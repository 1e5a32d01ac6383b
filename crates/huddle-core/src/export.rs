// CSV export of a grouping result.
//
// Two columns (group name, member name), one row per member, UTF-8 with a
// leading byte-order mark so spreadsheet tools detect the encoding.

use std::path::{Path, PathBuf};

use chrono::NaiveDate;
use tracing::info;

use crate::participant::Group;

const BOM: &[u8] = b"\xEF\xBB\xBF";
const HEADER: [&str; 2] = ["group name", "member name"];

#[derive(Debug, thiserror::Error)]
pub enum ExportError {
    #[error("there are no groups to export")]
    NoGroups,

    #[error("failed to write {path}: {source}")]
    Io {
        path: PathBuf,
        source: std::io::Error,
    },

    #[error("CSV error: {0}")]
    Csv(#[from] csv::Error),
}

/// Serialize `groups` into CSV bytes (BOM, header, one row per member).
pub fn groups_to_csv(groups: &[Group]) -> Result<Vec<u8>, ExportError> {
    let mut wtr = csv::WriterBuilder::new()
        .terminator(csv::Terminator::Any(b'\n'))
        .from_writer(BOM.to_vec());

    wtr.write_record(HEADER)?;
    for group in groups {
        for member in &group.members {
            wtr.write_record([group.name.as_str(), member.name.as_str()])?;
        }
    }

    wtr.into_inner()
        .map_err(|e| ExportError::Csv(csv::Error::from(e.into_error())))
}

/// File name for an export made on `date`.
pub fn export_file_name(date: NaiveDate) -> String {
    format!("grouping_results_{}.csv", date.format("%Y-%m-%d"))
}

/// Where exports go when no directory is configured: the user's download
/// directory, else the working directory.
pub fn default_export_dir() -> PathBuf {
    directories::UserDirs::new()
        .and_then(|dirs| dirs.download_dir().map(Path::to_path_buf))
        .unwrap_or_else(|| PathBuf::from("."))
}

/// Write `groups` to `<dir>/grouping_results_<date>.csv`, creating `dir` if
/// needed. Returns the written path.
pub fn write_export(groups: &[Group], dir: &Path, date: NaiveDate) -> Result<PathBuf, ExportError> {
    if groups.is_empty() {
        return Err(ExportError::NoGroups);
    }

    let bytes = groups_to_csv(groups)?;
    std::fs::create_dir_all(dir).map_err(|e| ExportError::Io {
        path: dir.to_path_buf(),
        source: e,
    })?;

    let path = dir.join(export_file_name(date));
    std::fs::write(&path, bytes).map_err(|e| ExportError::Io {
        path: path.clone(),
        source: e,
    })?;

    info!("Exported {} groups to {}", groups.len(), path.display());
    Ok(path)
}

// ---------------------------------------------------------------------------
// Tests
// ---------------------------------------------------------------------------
--
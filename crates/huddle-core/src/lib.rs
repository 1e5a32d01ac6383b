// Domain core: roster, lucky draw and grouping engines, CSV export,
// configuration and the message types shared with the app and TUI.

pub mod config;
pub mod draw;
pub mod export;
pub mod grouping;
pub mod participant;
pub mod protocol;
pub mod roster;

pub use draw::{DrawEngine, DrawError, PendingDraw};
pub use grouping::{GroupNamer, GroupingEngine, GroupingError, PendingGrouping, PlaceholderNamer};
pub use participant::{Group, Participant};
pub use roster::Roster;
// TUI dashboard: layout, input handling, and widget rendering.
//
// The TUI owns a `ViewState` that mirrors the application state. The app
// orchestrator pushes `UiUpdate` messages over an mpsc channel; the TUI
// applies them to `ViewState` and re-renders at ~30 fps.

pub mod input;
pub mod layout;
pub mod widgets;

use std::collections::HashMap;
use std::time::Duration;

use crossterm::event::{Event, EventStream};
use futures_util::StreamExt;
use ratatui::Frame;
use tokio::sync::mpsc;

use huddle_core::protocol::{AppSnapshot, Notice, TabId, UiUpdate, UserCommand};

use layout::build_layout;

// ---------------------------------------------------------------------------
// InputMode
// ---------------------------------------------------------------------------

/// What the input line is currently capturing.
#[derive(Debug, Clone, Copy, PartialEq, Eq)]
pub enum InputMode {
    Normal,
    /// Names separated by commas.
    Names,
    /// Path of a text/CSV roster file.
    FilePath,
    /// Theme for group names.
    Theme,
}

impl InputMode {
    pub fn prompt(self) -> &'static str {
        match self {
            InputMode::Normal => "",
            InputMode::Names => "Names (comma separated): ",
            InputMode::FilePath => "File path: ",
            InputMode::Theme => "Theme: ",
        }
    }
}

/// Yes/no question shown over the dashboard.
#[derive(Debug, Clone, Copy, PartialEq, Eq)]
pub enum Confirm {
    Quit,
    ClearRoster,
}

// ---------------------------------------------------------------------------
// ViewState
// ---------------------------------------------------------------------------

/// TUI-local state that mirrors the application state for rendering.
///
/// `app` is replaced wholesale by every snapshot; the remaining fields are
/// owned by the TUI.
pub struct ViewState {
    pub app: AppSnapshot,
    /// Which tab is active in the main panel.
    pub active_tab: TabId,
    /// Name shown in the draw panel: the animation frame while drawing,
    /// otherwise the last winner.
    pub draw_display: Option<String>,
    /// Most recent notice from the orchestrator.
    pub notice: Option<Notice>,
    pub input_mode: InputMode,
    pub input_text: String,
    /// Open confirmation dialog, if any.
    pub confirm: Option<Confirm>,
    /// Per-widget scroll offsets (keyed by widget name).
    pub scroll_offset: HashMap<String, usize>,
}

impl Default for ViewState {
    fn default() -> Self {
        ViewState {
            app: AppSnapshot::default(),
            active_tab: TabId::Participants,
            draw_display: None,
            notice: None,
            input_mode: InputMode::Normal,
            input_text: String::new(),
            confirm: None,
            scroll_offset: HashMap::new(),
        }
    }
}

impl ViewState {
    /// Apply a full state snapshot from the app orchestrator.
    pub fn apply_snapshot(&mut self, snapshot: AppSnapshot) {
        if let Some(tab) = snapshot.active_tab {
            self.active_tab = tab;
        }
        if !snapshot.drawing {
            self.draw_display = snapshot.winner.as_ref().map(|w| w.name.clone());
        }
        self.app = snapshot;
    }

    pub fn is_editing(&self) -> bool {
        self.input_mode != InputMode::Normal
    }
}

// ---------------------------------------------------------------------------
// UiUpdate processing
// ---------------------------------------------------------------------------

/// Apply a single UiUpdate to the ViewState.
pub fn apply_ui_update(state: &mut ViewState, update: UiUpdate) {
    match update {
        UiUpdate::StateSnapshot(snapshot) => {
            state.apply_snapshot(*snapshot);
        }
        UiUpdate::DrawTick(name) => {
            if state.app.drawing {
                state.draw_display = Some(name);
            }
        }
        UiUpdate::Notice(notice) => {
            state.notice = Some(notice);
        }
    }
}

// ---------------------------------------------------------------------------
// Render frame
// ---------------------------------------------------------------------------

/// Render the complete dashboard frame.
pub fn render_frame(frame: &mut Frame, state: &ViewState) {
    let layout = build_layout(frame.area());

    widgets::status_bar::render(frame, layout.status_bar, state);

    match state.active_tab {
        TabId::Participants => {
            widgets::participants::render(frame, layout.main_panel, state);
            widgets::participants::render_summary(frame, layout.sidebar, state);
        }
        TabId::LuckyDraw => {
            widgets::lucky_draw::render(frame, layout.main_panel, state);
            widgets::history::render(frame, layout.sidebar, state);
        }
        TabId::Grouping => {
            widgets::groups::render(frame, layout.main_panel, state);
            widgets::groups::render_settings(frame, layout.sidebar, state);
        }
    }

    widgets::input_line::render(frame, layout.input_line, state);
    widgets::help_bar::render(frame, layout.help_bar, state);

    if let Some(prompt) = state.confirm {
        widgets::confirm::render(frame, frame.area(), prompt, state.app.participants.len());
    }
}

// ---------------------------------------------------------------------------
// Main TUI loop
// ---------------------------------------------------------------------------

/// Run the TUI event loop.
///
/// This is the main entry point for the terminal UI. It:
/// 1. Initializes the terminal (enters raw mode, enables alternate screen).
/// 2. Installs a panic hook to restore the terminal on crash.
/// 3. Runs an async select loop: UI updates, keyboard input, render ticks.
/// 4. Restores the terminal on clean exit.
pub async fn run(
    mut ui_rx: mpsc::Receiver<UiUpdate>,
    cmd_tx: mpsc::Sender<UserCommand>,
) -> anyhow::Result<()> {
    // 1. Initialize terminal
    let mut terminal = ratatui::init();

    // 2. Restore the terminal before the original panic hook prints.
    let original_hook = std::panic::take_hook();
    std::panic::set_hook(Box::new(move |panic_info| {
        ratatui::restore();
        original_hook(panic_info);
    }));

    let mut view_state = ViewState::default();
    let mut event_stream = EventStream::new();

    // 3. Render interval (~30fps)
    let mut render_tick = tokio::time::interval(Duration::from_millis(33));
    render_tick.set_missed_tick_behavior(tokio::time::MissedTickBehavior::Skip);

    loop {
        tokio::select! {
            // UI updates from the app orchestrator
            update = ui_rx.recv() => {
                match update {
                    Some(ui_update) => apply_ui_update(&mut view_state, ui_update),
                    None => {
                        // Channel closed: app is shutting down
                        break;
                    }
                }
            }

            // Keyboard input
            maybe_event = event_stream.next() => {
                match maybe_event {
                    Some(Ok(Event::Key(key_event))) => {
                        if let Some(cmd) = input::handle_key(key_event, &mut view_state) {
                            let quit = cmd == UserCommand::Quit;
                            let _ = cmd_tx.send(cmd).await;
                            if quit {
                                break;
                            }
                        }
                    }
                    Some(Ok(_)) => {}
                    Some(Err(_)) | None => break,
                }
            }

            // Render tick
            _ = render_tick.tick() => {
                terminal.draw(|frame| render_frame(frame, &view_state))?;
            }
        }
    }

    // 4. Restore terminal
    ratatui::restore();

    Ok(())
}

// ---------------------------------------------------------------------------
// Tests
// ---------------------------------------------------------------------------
==
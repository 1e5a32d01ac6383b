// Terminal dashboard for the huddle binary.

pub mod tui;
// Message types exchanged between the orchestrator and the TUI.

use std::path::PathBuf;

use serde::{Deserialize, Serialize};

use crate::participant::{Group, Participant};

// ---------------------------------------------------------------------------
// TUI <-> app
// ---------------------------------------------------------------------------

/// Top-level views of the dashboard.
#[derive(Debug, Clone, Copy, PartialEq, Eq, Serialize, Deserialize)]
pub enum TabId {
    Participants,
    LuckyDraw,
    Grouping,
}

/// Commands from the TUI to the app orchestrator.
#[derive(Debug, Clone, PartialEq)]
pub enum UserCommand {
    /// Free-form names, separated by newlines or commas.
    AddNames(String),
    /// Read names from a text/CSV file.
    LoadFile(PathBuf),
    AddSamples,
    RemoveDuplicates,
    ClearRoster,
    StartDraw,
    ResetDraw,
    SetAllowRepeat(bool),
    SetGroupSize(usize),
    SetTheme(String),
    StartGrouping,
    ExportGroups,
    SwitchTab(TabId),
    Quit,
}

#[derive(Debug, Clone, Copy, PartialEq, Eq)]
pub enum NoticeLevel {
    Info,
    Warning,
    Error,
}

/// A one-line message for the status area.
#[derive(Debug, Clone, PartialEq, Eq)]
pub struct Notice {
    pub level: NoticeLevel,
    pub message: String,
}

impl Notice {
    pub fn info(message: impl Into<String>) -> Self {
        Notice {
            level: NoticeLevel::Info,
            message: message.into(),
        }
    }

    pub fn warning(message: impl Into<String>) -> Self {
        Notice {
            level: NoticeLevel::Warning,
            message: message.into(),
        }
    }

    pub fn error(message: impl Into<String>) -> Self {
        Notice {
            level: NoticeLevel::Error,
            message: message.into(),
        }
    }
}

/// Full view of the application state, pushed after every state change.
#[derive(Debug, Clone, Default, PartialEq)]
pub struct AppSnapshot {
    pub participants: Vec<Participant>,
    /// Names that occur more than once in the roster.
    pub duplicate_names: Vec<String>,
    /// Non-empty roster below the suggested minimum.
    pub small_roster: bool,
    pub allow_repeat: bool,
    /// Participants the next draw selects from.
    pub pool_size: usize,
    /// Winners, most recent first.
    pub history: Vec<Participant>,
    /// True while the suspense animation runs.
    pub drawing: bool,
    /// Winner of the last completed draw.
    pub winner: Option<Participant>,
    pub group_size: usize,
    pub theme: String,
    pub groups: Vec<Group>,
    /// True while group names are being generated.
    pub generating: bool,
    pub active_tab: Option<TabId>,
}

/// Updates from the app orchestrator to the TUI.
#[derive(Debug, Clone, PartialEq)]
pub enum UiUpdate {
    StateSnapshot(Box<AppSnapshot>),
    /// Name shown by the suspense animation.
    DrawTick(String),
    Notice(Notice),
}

▶ _Directions for this task_: Where the string "shown" appears in a line of the entries, count that line, and state the total alone.

▶ _Expected answer_: 3